(Stored data)
# # # #
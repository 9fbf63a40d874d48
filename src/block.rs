use std::ptr;

use crate::arena::Arena;
use crate::config::HEADER_SIZE;
use crate::error::AllocError;

/// Validity tag stored in every header.
///
/// The tags are arbitrary bit patterns rather than `0`/`1` so that zeroed or
/// freshly mapped memory never reads as a live block. This is a diagnostic
/// aid only: a foreign pointer whose preceding bytes happen to hold
/// [`BlockState::Valid`]'s tag passes the check.
#[derive(Debug, Clone, Copy, PartialEq, Eq)]
#[repr(u32)]
pub enum BlockState {
  Valid = 0xA110_C8ED,
  Free = 0xF4EE_B10C,
}

impl BlockState {
  fn from_tag(
    tag: u32,
  ) -> Option<Self> {
    match tag {
      t if t == Self::Valid as u32 => Some(Self::Valid),
      t if t == Self::Free as u32 => Some(Self::Free),
      _ => None,
    }
  }
}

/// Metadata placed immediately before every payload.
///
/// Each header sits on two independent intrusive lists: the allocation-order
/// list of its arena (`prev_valid`/`next_valid`, permanent), and the list of
/// its size-class bucket (`prev_free`/`next_free`, only while free).
#[repr(C)]
#[derive(Debug)]
pub struct BlockHeader {
  pub data: *mut u8,
  /// Requested size, before rounding.
  pub size: usize,
  /// Owning arena; null for large objects.
  pub arena: *mut Arena,
  state: u32,
  pub prev_valid: *mut BlockHeader,
  pub next_valid: *mut BlockHeader,
  pub prev_free: *mut BlockHeader,
  pub next_free: *mut BlockHeader,
}

impl BlockHeader {
  /// Writes a fresh, valid header at `at` and returns it.
  ///
  /// # Safety
  ///
  /// `at` must be aligned and point to at least `total_size!(size)`
  /// writable bytes.
  pub unsafe fn init(
    at: *mut u8,
    size: usize,
    arena: *mut Arena,
  ) -> *mut BlockHeader {
    let header = at.cast::<BlockHeader>();
    unsafe {
      header.write(BlockHeader {
        data: at.add(HEADER_SIZE),
        size,
        arena,
        state: BlockState::Valid as u32,
        prev_valid: ptr::null_mut(),
        next_valid: ptr::null_mut(),
        prev_free: ptr::null_mut(),
        next_free: ptr::null_mut(),
      });
    }
    header
  }

  pub fn state(
    &self,
  ) -> Option<BlockState> {
    BlockState::from_tag(self.state)
  }

  pub fn set_state(
    &mut self,
    state: BlockState,
  ) {
    self.state = state as u32;
  }

  pub fn is_valid(
    &self,
  ) -> bool {
    self.state() == Some(BlockState::Valid)
  }

  pub fn is_large(
    &self,
  ) -> bool {
    self.arena.is_null()
  }
}

/// Recovers the header of a payload pointer by fixed-offset back-calculation.
///
/// # Safety
///
/// `data` must have at least `HEADER_SIZE` readable bytes in front of it.
pub unsafe fn header_of(
  data: *mut u8,
) -> *mut BlockHeader {
  unsafe { data.sub(HEADER_SIZE).cast() }
}

/// Recovers the header of `data` and checks that it is currently
/// [`BlockState::Valid`].
///
/// # Safety
///
/// Same as [`header_of`]. The check catches double frees and most foreign
/// pointers but cannot prove a pointer came from this allocator.
pub unsafe fn valid_header(
  data: *mut u8,
) -> Result<*mut BlockHeader, AllocError> {
  if data.is_null() {
    return Err(AllocError::invalid("ptr cannot be null"));
  }

  let header = unsafe { header_of(data) };
  let tag = unsafe { ptr::addr_of!((*header).state).read_unaligned() };

  match BlockState::from_tag(tag) {
    Some(BlockState::Valid) => Ok(header),
    Some(BlockState::Free) => {
      log::warn!("[arenalloc] {:p} is already free", data);
      Err(AllocError::invalid("ptr is already free"))
    }
    None => {
      log::warn!("[arenalloc] {:p} was not returned by this allocator", data);
      Err(AllocError::invalid("ptr was not returned by this allocator"))
    }
  }
}
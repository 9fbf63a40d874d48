//! Allocator error taxonomy and the per-thread last-error slot.

use std::cell::Cell;

use thiserror::Error;

/// Errors reported by the allocator.
#[derive(Debug, Clone, Copy, PartialEq, Eq, Error)]
pub enum AllocError {
  /// Zero size, null pointer, or a pointer whose header failed the
  /// validity check.
  #[error("invalid argument: {reason}")]
  InvalidArgument {
    /// What was wrong with the argument.
    reason: &'static str,
  },
  /// The OS declined a mapping, or no free-list entry matched.
  #[error("allocation failure: {requested} bytes (errno {errno})")]
  AllocationFailure {
    /// Bytes that were being requested.
    requested: usize,
    /// OS error code, `0` when no syscall was involved.
    errno: i32,
  },
  /// The OS declined to release a mapping.
  #[error("release failure: {len} bytes (errno {errno})")]
  ReleaseFailure {
    /// Length of the mapping that could not be released.
    len: usize,
    /// OS error code.
    errno: i32,
  },
}

impl AllocError {
  pub(crate) const fn invalid(
    reason: &'static str,
  ) -> Self {
    Self::InvalidArgument { reason }
  }

  /// Builds an OS-backed failure from the current `errno`.
  pub(crate) fn os_alloc(
    requested: usize,
  ) -> Self {
    Self::AllocationFailure {
      requested,
      errno: last_errno(),
    }
  }

  pub(crate) fn os_release(
    len: usize,
  ) -> Self {
    Self::ReleaseFailure {
      len,
      errno: last_errno(),
    }
  }
}

fn last_errno() -> i32 {
  std::io::Error::last_os_error().raw_os_error().unwrap_or(0)
}

thread_local! {
  static LAST_ERROR: Cell<Option<AllocError>> = const { Cell::new(None) };
}

/// Returns the error recorded by the most recent failing call of the
/// C-style API on this thread.
///
/// Successful calls leave the slot untouched, like `errno`.
pub fn last_error() -> Option<AllocError> {
  LAST_ERROR.try_with(Cell::get).ok().flatten()
}

/// Clears this thread's last-error slot.
pub fn clear_last_error() {
  let _ = LAST_ERROR.try_with(|slot| slot.set(None));
}

pub(crate) fn set_last_error(
  err: AllocError,
) {
  // Ignored once the thread's locals are being destroyed.
  let _ = LAST_ERROR.try_with(|slot| slot.set(Some(err)));
}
# # # #
BRIEF: Where a line above contains the word "ReleaseFailure", copy that line.

EXERCISE SOLUTION:
  ReleaseFailure {
    Self::ReleaseFailure {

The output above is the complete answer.